On an early summer night in 1944, on the wooded shoulder of a rural Massachusetts highway, a man in a rumpled brown suit wandered in the shadows. Whenever a car passed, he dropped to the ground and lay flat. His hair was matted, his face smeared with mud. He was a respectable Boston doctor on the lam, hungry, lost and ill.
He was Mimi Baird’s father, Dr. Perry Baird, a Texas-born, Harvard-trained physician whose severe bipolar disease ultimately destroyed his life and scarred his family with the usual wide-ranging cruelties of mental illness.
Dr. Baird vanished from Ms. Baird’s life when she was a little girl. She saw him once, briefly, when she was a teenager, then never again. He died in his mid-50s, in 1959. More than 30 years later, when Ms. Baird herself was in her 50s, a large package arrived on her doorstep and her father re-entered her world.
The box contained a manuscript long forgotten in a relative’s garage, written in smudged pencil on onionskin paper, a memoir her father had composed of five terrible months in his life. The story began the very day Dr. Baird said goodbye to 5-year-old Mimi and her sister, and permanently left the household.

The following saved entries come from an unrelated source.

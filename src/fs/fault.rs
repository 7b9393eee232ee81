use std::io::{self, Write};
use std::path::{Path, PathBuf};
use std::sync::atomic::{AtomicUsize, Ordering};
use std::sync::Mutex;

use nix::errno::Errno;

use super::{FileStat, FileSystem, FsUsage, HostFs, SyncWrite};

#[derive(Default)]
pub(crate) struct FaultFs {
    pub create_file_errno: Option<Errno>,
    pub write_file_errno: Option<Errno>,
    pub symlink_errno: Option<Errno>,
    pub create_dir_errno: Option<Errno>,
    pub open_exclusive_errno: Option<Errno>,
    pub remove_errno: Option<Errno>,
    pub stat_errors: Vec<(PathBuf, Errno)>,
    pub writer_write_errno: Option<Errno>,
    pub writer_sync_errno: Option<Errno>,
    pub statfs_usage: Option<FsUsage>,
    pub statfs_overrides: Vec<(PathBuf, FsUsage)>,
    pub create_file_calls: AtomicUsize,
    pub touched: Mutex<Vec<String>>,
    pub remove_hook: Mutex<Option<(PathBuf, Box<dyn FnOnce() + Send>)>>,
}

fn errno_err(errno: Errno) -> io::Error {
    io::Error::from_raw_os_error(errno as i32)
}

impl FaultFs {
    pub fn create_file_calls(&self) -> usize {
        self.create_file_calls.load(Ordering::SeqCst)
    }

    pub fn touched(&self) -> Vec<String> {
        self.touched.lock().map(|t| t.clone()).unwrap_or_default()
    }

    pub fn before_remove(&self, path: &Path, hook: impl FnOnce() + Send + 'static) {
        if let Ok(mut slot) = self.remove_hook.lock() {
            *slot = Some((path.to_path_buf(), Box::new(hook)));
        }
    }

    fn record(&self, op: &str, path: &Path) {
        if let Ok(mut touched) = self.touched.lock() {
            touched.push(format!("{} {}", op, path.display()));
        }
    }

    fn take_remove_hook(&self, path: &Path) -> Option<Box<dyn FnOnce() + Send>> {
        let mut slot = self.remove_hook.lock().ok()?;
        match slot.as_ref() {
            Some((target, _)) if target == path => slot.take().map(|(_, hook)| hook),
            _ => None,
        }
    }
}

struct FaultWriter {
    inner: Box<dyn SyncWrite>,
    write_errno: Option<Errno>,
    sync_errno: Option<Errno>,
}

impl Write for FaultWriter {
    fn write(&mut self, buf: &[u8]) -> io::Result<usize> {
        match self.write_errno {
            Some(errno) => Err(errno_err(errno)),
            None => self.inner.write(buf),
        }
    }

    fn flush(&mut self) -> io::Result<()> {
        self.inner.flush()
    }
}

impl SyncWrite for FaultWriter {
    fn sync_all(&mut self) -> io::Result<()> {
        match self.sync_errno {
            Some(errno) => Err(errno_err(errno)),
            None => self.inner.sync_all(),
        }
    }
}

impl FileSystem for FaultFs {
    fn stat(&self, path: &Path) -> io::Result<FileStat> {
        if let Some((_, errno)) = self.stat_errors.iter().find(|(p, _)| p == path) {
            return Err(errno_err(*errno));
        }
        HostFs.stat(path)
    }

    fn remove_file(&self, path: &Path) -> io::Result<()> {
        // Taken before running so a hook that removes the same path does not recurse.
        if let Some(hook) = self.take_remove_hook(path) {
            hook();
        }
        self.record("remove", path);
        match self.remove_errno {
            Some(errno) => Err(errno_err(errno)),
            None => HostFs.remove_file(path),
        }
    }

    fn open_exclusive(&self, path: &Path, mode: u32) -> io::Result<Box<dyn SyncWrite>> {
        self.record("open_exclusive", path);
        if let Some(errno) = self.open_exclusive_errno {
            return Err(errno_err(errno));
        }
        let inner = HostFs.open_exclusive(path, mode)?;
        if self.writer_write_errno.is_none() && self.writer_sync_errno.is_none() {
            return Ok(inner);
        }
        Ok(Box::new(FaultWriter {
            inner,
            write_errno: self.writer_write_errno,
            sync_errno: self.writer_sync_errno,
        }))
    }

    fn create_dir_all(&self, path: &Path, mode: u32) -> io::Result<()> {
        self.record("mkdir", path);
        match self.create_dir_errno {
            Some(errno) => Err(errno_err(errno)),
            None => HostFs.create_dir_all(path, mode),
        }
    }

    fn create_file(&self, path: &Path) -> io::Result<()> {
        self.create_file_calls.fetch_add(1, Ordering::SeqCst);
        self.record("create", path);
        match self.create_file_errno {
            Some(errno) => Err(errno_err(errno)),
            None => HostFs.create_file(path),
        }
    }

    fn write_file(&self, path: &Path, data: &[u8]) -> io::Result<()> {
        self.record("write", path);
        match self.write_file_errno {
            Some(errno) => Err(errno_err(errno)),
            None => HostFs.write_file(path, data),
        }
    }

    fn symlink(&self, target: &Path, link: &Path) -> io::Result<()> {
        self.record("symlink", link);
        match self.symlink_errno {
            Some(errno) => Err(errno_err(errno)),
            None => HostFs.symlink(target, link),
        }
    }

    fn read_to_string(&self, path: &Path) -> io::Result<String> {
        HostFs.read_to_string(path)
    }

    fn statfs(&self, path: &Path) -> io::Result<FsUsage> {
        if let Some((_, usage)) = self.statfs_overrides.iter().find(|(p, _)| p == path) {
            return Ok(*usage);
        }
        match self.statfs_usage {
            Some(usage) => Ok(usage),
            None => HostFs.statfs(path),
        }
    }
}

Stunned and bereft all over again, Ms. Baird then spent two decades chasing down the rest of the story, talking to neighbors, colleagues and relatives about long-ago events and obtaining her father’s medical records. Now in her late 70s, a retired medical administrator, she has, with the help of a co-author, woven all this material into “He Wanted the Moon,” an extraordinary Möbius strip of a book. (Read an excerpt.)
Its core is the full text of her father’s manuscript, deftly annotated and explained. Around it she layers the voices of caretakers, friends, relatives and medical authorities. Events are revisited and reframed, turned inside out, then right side up again. The book is autobiography, biography, science, history and literature all in one, as instructive as any textbook and utterly impossible to put down.
Dr. Baird’s bipolar disease followed a common arc. He was a high-energy child, a stellar, indefatigable student, a charismatic doctor just finishing his postgraduate training when psychosis struck at age 29. From then until his death, things went downhill at an unsteady, stuttering pace. Dr. Baird had periods of stability during which he married and did some good medical work, but delusions and increasingly bizarre, sometimes violent behavior always intervened. He lost his medical license and was hospitalized repeatedly, never to any lasting effect.
All the barbaric psychiatric treatments of the time were summoned to help him: canvas straitjackets, cocoons of ice-cold wet sheets used to calm agitated patients, shock treatments, insulin injections and frontal lobotomy. None worked.
Among his friends and family, silence and denial reigned. No one explained her father’s disappearance to little Mimi. Even when Ms. Baird was an adult, her mother refused to discuss him. Many of her father’s medical colleagues seemed to believe he could settle down if he just put his mind to it. One of the research projects Dr. Baird managed to complete provided some of the first scientific evidence that mania results from aberrant brain chemistry rather than imperfect self-control.
The text of Dr. Baird’s manuscript is haunting. The tone is one a suspense writer might struggle to sustain: The most unreliable of narrators, Dr. Baird is objective, charming, humorous, then suddenly just a little off, and then flat-out gone, leaving an irrational stranger in his place. The reader can almost watch the circuits in his brain surge and dim just as, Ms. Baird reports, the handwriting in the manuscript morphed from disciplined to disorderly and back again.
He describes a happily manic morning in the Boston Public Garden: “I ran short distances and leapt wildly over the broad flower beds. I felt wonderful but restless, feverishly overactive, impatient.” He joyously took a taxi to the suburbs, where he saw a herd of deer: “I wondered if I could run as fast as a deer and if I could catch one.” (He couldn’t.)
As he became sicker, he saw signs and portents everywhere. The women among his fellow patients seemed to be signaling him by adjusting their bracelets and rotating their rings. The pool table in the hospital lounge held hidden messages: “Could the green pool ball mean the wealthy class, the blue ball the aristocrats and the red ball, communistic?” The lawn was fraught with meaning: “Two red chickens out in front. Danger danger danger.”
Dr. Baird escaped from one hospital, was retrieved, then in short order escaped from another one, spending that summer night of anxious freedom wandering in circles along local roads. After a kind stranger helped him, he actually managed to get himself by train and plane from Massachusetts all the way to his parents’ home in Dallas before the mania cycled back to despair.
“I curse the stupid course that my trail has followed,” he wrote, exhausted. “I cannot feel the meaning of it. I am lost.”
Yet through all the highs and lows that followed over the years, he worked diligently on his manuscript, convinced of its worth. He wrote to a friend: “I have written a very readable book.”